Although the penultimate novel in a 20-book family saga, known collectively after the main protagonists Rougon-Macquart, La Débâcle is as much a piece of reportage as it is a novel. As such it sits as a slight oddity in the highly literary sequence. But far from diminishing its impact, this style heightens the importance and authenticity of the work. Above all, Zola’s novel offers illuminating insights into the psychological mood of the French as they attempted to process the disintegration of their nation at the end of the Franco-Prussian War.

Napoleon Bonaparte’s nephew, Louis Napoleon, or Emperor Napoleon III, has shouldered much of the blame for the French defeat. The diplomatic events leading up to the conflict demonstrated that, whatever qualities the emperor may have possessed, these were no match for Otto von Bismarck. The Prussian chancellor knew exactly how to play Napoleon’s ego, provoking the emperor through his presentation of the famous Ems telegram, which misleadingly implied that the Prussian king, William I, and the French ambassador, Count Vincent Benedetti, had insulted each other at a recent conversation over the future of the Spanish throne. Within days, Napoleon – alarmed at the rise of Prussian power throughout the 1860s – had taken the bait and declared war.

Bismarck’s genius

Despite his neurotic personality, Bismarck was a political genius whose ability to persuade friends, opponents and neutrals alike to act as he wished, raises him, to my mind, high above his 19th-century peers. Equally, his use of warfare to achieve carefully designed political goals, most of them domestic, was remarkable.

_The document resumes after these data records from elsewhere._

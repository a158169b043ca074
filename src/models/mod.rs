//! Data model shared by the selector, filters, operations and ports.

pub mod document;
pub mod file;

pub use document::*;
pub use file::*;
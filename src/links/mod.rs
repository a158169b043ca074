//! Link parsing and the relocation engine that keeps links valid across moves.

pub mod parser;
pub mod relocation;

pub use parser::{extract_line_links, extract_links, Link, LinkKind};
pub use relocation::{
    apply_edits, FileReferences, LineEdit, LinkRelocator, RelocationError, RelocationReport,
};
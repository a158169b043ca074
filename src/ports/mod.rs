//! Collaborator ports.
//!
//! The pipeline never touches the disk or the document index directly; it is
//! handed an `Arc<dyn VaultFs>` and an `Arc<dyn DocumentIndex>` and goes
//! through these narrow interfaces for every read and write.

pub mod filesystem;
pub mod index;

pub use filesystem::*;
pub use index::*;
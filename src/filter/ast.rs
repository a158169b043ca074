//! Declarative filter conditions and the predicates they compile to.
//!
//! Conditions arrive as JSON (`{field, operator, value, key?, caseSensitive?}`)
//! and are evaluated against one document at a time. Field and operator names
//! that are not recognized deserialize into `Unknown` instead of failing, so a
//! bad condition rejects documents rather than aborting the whole run.

use chrono::{DateTime, Utc};
use serde::{Deserialize, Serialize};
use serde_json::Value;

/// Document fields a condition can inspect.
#[derive(Debug, Clone, Copy, PartialEq, Eq, Serialize, Deserialize)]
#[serde(rename_all = "snake_case")]
pub enum FilterField {
    /// File stem
    Name,
    /// Full text
    Content,
    /// Name and content together
    Search,
    /// Containing directory, vault-relative
    Folders,
    Tags,
    /// Frontmatter value under `key`
    Metadata,
    Modified,
    /// Not tracked by the document model; always false
    Created,
    Size,
    #[serde(other)]
    Unknown,
}

/// Operators across all field families.
///
/// Which operators apply depends on the field; a mismatch evaluates to false.
#[derive(Debug, Clone, Copy, PartialEq, Eq, Serialize, Deserialize)]
#[serde(rename_all = "snake_case")]
pub enum FilterOperator {
    // Text
    Contains,
    NotContains,
    Equals,
    NotEquals,
    StartsWith,
    EndsWith,
    Regex,
    // Folders
    In,
    NotIn,
    // Tags
    ContainsAny,
    ContainsAll,
    // Dates
    Before,
    After,
    OnOrBefore,
    OnOrAfter,
    // Sizes
    GreaterThan,
    LessThan,
    GreaterThanOrEqual,
    LessThanOrEqual,
    #[serde(other)]
    Unknown,
}

/// A single filter condition.
#[derive(Debug, Clone, PartialEq, Serialize, Deserialize)]
#[serde(rename_all = "camelCase")]
pub struct FilterCondition {
    pub field: FilterField,
    pub operator: FilterOperator,
    #[serde(default)]
    pub value: Value,
    /// Frontmatter key for `metadata` conditions
    #[serde(default, skip_serializing_if = "Option::is_none")]
    pub key: Option<String>,
    #[serde(default, skip_serializing_if = "Option::is_none")]
    pub case_sensitive: Option<bool>,
}

impl FilterCondition {
    pub fn new(field: FilterField, operator: FilterOperator, value: Value) -> Self {
        Self {
            field,
            operator,
            value,
            key: None,
            case_sensitive: None,
        }
    }

    pub fn with_key(mut self, key: impl Into<String>) -> Self {
        self.key = Some(key.into());
        self
    }

    pub fn case_sensitive(mut self, sensitive: bool) -> Self {
        self.case_sensitive = Some(sensitive);
        self
    }

    /// Text comparisons ignore case unless asked otherwise
    pub fn is_case_sensitive(&self) -> bool {
        self.case_sensitive.unwrap_or(false)
    }

    /// Whether evaluating this condition needs the document body
    pub fn needs_content(&self) -> bool {
        matches!(self.field, FilterField::Content | FilterField::Search)
    }
}

/// How the conditions of a collection combine.
#[derive(Debug, Clone, Copy, PartialEq, Eq, Default, Serialize, Deserialize)]
#[serde(rename_all = "UPPERCASE")]
pub enum FilterLogic {
    #[default]
    #[serde(alias = "and")]
    And,
    #[serde(alias = "or")]
    Or,
}

/// A set of conditions; empty means everything passes.
#[derive(Debug, Clone, Default, PartialEq, Serialize, Deserialize)]
#[serde(rename_all = "camelCase")]
pub struct FilterCollection {
    #[serde(default)]
    pub conditions: Vec<FilterCondition>,
    #[serde(default)]
    pub logic: FilterLogic,
}

impl FilterCollection {
    pub fn all(conditions: Vec<FilterCondition>) -> Self {
        Self {
            conditions,
            logic: FilterLogic::And,
        }
    }

    pub fn any(conditions: Vec<FilterCondition>) -> Self {
        Self {
            conditions,
            logic: FilterLogic::Or,
        }
    }

    pub fn is_empty(&self) -> bool {
        self.conditions.is_empty()
    }

    pub fn needs_content(&self) -> bool {
        self.conditions.iter().any(FilterCondition::needs_content)
    }
}

/// Comparison operator of a parsed predicate.
#[derive(Debug, Clone, Copy, PartialEq, Eq, Serialize, Deserialize)]
pub enum ComparisonOp {
    #[serde(rename = "<")]
    Lt,
    #[serde(rename = ">")]
    Gt,
    #[serde(rename = "<=")]
    Lte,
    #[serde(rename = ">=")]
    Gte,
    #[serde(rename = "=")]
    Eq,
}

impl ComparisonOp {
    /// Parse operator from its symbol
    pub fn from_symbol(s: &str) -> Option<Self> {
        match s {
            "<" => Some(ComparisonOp::Lt),
            ">" => Some(ComparisonOp::Gt),
            "<=" => Some(ComparisonOp::Lte),
            ">=" => Some(ComparisonOp::Gte),
            "=" | "==" => Some(ComparisonOp::Eq),
            _ => None,
        }
    }

    pub fn symbol(&self) -> &'static str {
        match self {
            ComparisonOp::Lt => "<",
            ComparisonOp::Gt => ">",
            ComparisonOp::Lte => "<=",
            ComparisonOp::Gte => ">=",
            ComparisonOp::Eq => "=",
        }
    }

    /// Mirror the operator. Turns an age comparison (`< 7 days` old) into a
    /// timestamp comparison (`>` now minus 7 days).
    pub fn invert(&self) -> Self {
        match self {
            ComparisonOp::Lt => ComparisonOp::Gt,
            ComparisonOp::Gt => ComparisonOp::Lt,
            ComparisonOp::Lte => ComparisonOp::Gte,
            ComparisonOp::Gte => ComparisonOp::Lte,
            ComparisonOp::Eq => ComparisonOp::Eq,
        }
    }

    /// `actual <op> bound`
    pub fn compare<T: PartialOrd>(&self, actual: &T, bound: &T) -> bool {
        match self {
            ComparisonOp::Lt => actual < bound,
            ComparisonOp::Gt => actual > bound,
            ComparisonOp::Lte => actual <= bound,
            ComparisonOp::Gte => actual >= bound,
            ComparisonOp::Eq => actual == bound,
        }
    }
}

/// Parsed date expression: a single timestamp bound.
#[derive(Debug, Clone, Copy, PartialEq, Eq, Serialize, Deserialize)]
pub struct DatePredicate {
    pub operator: ComparisonOp,
    pub value: DateTime<Utc>,
}

impl DatePredicate {
    pub fn matches(&self, timestamp: DateTime<Utc>) -> bool {
        self.operator.compare(&timestamp, &self.value)
    }

    /// Bound rendered as an ISO-8601 timestamp
    pub fn iso_value(&self) -> String {
        self.value.to_rfc3339()
    }
}

/// Parsed size expression: a single byte-count bound.
#[derive(Debug, Clone, Copy, PartialEq, Eq, Serialize, Deserialize)]
pub struct SizePredicate {
    pub operator: ComparisonOp,
    pub bytes: u64,
}

impl SizePredicate {
    pub fn matches(&self, size: u64) -> bool {
        self.operator.compare(&size, &self.bytes)
    }
}

/// Outcome of turning free text into a predicate.
///
/// Text that cannot be parsed places no constraint on the document. This is a
/// different outcome from a condition that evaluates to false.
#[derive(Debug, Clone, Copy, PartialEq, Eq)]
pub enum Constraint<P> {
    Bound(P),
    Unconstrained,
}

impl<P> Constraint<P> {
    pub fn from_parsed(parsed: Option<P>) -> Self {
        match parsed {
            Some(predicate) => Constraint::Bound(predicate),
            None => Constraint::Unconstrained,
        }
    }

    /// Apply the bound, letting everything through when there is none
    pub fn admits(&self, test: impl FnOnce(&P) -> bool) -> bool {
        match self {
            Constraint::Bound(predicate) => test(predicate),
            Constraint::Unconstrained => true,
        }
    }
}

#[cfg(test)]
mod tests {
    use super::*;
    use serde_json::json;

    #[test]
    fn test_condition_parsing() {
        let cond: FilterCondition = serde_json::from_value(json!({
            "field": "metadata",
            "key": "status",
            "operator": "equals",
            "value": "draft"
        }))
        .unwrap();
        assert_eq!(cond.field, FilterField::Metadata);
        assert_eq!(cond.operator, FilterOperator::Equals);
        assert_eq!(cond.key.as_deref(), Some("status"));
        assert!(!cond.is_case_sensitive());
    }

    #[test]
    fn test_unknown_names_do_not_fail() {
        let cond: FilterCondition = serde_json::from_value(json!({
            "field": "colour",
            "operator": "resembles",
            "value": "red"
        }))
        .unwrap();
        assert_eq!(cond.field, FilterField::Unknown);
        assert_eq!(cond.operator, FilterOperator::Unknown);
    }

    #[test]
    fn test_collection_defaults() {
        let coll: FilterCollection = serde_json::from_value(json!({})).unwrap();
        assert!(coll.is_empty());
        assert_eq!(coll.logic, FilterLogic::And);

        let coll: FilterCollection =
            serde_json::from_value(json!({"conditions": [], "logic": "OR"})).unwrap();
        assert_eq!(coll.logic, FilterLogic::Or);
    }

    #[test]
    fn test_operator_symbols() {
        assert_eq!(ComparisonOp::from_symbol(">="), Some(ComparisonOp::Gte));
        assert_eq!(ComparisonOp::from_symbol("=>"), None);
        assert_eq!(ComparisonOp::Lt.invert(), ComparisonOp::Gt);
        assert_eq!(ComparisonOp::Gte.invert(), ComparisonOp::Lte);
        assert_eq!(serde_json::to_value(ComparisonOp::Lte).unwrap(), json!("<="));
        assert!(ComparisonOp::Lte.compare(&3, &3));
        assert!(!ComparisonOp::Lt.compare(&3, &3));
    }

    #[test]
    fn test_constraint_admits() {
        let bound = Constraint::Bound(SizePredicate {
            operator: ComparisonOp::Gt,
            bytes: 10,
        });
        assert!(bound.admits(|p| p.matches(11)));
        assert!(!bound.admits(|p| p.matches(10)));

        let open: Constraint<SizePredicate> = Constraint::from_parsed(None);
        assert!(open.admits(|p| p.matches(0)));
    }
}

This is demonstrated by a series of triumphs on the battlefield, beginning with victory over the Danes at Schleswig-Holstein in 1864 and then moving on to the audacious defeat of Austria at Hradec Kralové (Königgrätz) in 1866. By making it a hat-trick with victory in Sedan, Bismarck achieved his primary aim – the absorption of the central and southern German states, minus Austria, into a new country, with the centre of power in Berlin.

Zola believed that blame lay squarely on Napoleon III’s shoulders. And he wasn’t alone in this. Victor Hugo passed the most withering judgment on the emperor using just three words: Napoleon, le Petit.

Sedan was the horrifying symptom of a disease that had coursed through the entire economic and political body – a metaphor that Zola deployed repeatedly in his descriptions of the aftermath of the battle. He believed that restoring France would involve chopping off many of its putrid limbs.

More recently, French historians have sought to rehabilitate Napoleon III in recognition of his role as a moderniser. Under his rule, the French started to industrialise, rationalise the banking system and, of course, Baron Haussmann redesigned Paris. It is worth remembering that it is Haussmann’s Paris that today makes the French capital the world’s top tourist destination.

But from his vantage point just two decades later, Zola was oblivious to these achievements, because the consequences of 1870–71 shook France to its core.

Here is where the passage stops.